▶ **Work instructions**:
Provide only the number of lines in the data below that contain the word "builder".

▶ **Dataset records**:
::::::::

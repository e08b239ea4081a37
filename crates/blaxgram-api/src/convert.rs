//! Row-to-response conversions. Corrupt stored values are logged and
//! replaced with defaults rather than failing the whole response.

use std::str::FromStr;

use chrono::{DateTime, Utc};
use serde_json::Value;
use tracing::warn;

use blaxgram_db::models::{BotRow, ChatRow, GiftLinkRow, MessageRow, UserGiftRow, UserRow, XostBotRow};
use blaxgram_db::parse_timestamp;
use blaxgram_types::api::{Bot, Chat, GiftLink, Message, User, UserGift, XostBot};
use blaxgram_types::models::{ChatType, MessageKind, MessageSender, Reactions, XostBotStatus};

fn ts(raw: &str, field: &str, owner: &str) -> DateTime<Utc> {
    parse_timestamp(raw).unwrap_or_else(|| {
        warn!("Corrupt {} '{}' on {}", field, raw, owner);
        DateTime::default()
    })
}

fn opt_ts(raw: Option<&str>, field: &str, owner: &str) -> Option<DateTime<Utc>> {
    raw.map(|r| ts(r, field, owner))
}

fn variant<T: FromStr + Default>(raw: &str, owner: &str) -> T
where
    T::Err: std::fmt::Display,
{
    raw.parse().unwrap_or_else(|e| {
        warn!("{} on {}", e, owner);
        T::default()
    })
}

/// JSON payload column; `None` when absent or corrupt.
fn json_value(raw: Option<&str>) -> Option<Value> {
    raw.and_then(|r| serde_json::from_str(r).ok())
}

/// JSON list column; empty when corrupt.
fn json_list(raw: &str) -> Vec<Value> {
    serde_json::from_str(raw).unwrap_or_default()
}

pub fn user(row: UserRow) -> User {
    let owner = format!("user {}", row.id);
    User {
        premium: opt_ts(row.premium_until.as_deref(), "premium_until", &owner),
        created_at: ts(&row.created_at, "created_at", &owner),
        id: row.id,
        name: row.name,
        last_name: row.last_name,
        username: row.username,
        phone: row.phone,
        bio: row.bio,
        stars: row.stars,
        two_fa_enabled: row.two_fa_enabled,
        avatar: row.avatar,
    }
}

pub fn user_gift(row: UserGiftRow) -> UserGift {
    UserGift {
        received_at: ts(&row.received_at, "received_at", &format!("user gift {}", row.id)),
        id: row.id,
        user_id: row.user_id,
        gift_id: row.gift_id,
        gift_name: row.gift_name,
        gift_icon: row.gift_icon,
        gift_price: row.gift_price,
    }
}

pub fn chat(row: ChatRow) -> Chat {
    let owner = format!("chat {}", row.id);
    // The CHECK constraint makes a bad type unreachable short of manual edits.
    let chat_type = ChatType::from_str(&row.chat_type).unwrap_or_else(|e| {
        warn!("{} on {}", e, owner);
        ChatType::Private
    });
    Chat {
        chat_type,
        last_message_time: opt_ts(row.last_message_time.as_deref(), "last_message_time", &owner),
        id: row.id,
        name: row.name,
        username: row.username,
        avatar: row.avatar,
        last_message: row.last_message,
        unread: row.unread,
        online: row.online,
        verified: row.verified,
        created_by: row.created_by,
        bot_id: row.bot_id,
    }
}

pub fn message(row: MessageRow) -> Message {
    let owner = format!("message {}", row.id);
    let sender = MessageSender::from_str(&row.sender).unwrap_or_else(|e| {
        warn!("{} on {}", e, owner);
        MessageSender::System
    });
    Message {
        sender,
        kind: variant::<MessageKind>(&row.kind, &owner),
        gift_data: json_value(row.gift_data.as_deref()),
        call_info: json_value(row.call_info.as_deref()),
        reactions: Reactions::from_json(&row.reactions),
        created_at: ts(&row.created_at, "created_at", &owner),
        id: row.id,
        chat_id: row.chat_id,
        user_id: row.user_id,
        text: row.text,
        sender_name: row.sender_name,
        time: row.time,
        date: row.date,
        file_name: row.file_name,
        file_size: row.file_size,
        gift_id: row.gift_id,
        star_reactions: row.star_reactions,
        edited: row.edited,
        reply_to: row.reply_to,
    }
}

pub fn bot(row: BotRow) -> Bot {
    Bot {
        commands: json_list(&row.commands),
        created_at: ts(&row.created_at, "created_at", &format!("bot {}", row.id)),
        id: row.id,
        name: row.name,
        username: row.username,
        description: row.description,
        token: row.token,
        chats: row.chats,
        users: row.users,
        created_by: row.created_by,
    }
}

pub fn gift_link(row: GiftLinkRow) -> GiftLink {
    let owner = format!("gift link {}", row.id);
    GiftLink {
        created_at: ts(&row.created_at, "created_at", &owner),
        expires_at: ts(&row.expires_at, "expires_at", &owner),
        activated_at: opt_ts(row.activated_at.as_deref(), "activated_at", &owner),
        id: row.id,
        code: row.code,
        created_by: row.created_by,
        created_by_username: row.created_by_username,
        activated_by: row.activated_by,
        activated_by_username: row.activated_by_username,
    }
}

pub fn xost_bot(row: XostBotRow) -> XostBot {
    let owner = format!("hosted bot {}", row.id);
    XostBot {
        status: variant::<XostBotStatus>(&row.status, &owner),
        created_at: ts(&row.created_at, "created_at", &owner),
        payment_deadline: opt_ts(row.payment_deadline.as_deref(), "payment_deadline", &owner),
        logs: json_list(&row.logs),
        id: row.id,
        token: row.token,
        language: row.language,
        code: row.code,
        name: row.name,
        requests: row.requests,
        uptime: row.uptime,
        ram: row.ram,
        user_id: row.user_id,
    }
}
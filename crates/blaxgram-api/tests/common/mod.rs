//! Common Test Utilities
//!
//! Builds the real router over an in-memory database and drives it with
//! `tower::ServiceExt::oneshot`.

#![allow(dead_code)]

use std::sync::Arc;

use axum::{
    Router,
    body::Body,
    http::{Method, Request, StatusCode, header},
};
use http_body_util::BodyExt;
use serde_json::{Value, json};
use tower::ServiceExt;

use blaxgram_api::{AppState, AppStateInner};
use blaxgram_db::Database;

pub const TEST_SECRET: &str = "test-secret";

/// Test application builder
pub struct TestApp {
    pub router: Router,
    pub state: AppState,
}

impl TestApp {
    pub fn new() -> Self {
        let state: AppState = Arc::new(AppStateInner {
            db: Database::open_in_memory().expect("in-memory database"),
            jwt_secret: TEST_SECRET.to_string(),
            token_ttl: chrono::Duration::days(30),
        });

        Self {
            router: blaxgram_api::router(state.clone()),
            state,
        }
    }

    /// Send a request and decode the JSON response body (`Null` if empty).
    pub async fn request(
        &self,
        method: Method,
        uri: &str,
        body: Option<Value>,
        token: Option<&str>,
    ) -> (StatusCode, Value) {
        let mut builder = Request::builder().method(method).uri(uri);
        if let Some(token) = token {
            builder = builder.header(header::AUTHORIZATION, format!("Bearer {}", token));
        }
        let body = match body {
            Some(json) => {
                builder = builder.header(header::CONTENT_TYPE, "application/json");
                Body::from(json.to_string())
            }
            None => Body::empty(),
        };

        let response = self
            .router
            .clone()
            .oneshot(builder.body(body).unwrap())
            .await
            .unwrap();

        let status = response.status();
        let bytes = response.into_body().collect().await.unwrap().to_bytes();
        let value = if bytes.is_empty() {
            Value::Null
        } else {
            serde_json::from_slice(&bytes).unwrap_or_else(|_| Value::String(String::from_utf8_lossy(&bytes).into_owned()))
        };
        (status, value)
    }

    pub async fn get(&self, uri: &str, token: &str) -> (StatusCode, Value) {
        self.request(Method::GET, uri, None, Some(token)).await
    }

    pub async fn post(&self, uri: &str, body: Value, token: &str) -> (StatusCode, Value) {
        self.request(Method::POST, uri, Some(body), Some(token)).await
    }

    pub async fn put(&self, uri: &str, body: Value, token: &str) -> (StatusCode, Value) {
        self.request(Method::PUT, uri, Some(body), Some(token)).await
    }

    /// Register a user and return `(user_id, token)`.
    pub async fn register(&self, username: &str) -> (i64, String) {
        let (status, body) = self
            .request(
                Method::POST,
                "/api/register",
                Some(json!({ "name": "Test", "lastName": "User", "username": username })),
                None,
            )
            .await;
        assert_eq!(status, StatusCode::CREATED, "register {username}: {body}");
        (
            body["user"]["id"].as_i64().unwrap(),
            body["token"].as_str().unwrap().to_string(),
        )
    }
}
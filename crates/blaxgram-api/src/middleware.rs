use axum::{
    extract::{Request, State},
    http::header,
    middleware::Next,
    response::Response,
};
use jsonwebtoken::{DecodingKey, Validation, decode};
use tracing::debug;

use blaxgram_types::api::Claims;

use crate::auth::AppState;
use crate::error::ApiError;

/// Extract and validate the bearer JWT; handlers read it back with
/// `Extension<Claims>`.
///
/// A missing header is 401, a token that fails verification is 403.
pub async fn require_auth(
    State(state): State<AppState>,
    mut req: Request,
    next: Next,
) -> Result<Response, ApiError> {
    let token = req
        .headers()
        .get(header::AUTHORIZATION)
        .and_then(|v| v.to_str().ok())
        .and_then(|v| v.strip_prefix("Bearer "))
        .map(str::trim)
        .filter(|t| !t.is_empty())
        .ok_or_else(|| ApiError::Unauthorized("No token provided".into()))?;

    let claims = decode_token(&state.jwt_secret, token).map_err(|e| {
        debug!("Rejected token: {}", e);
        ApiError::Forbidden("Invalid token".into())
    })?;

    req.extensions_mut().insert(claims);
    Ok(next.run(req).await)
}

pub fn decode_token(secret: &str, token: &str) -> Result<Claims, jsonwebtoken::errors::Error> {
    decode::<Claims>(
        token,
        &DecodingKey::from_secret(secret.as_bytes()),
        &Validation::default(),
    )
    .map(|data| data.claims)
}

::::::::

▶ **Problem solution**:
5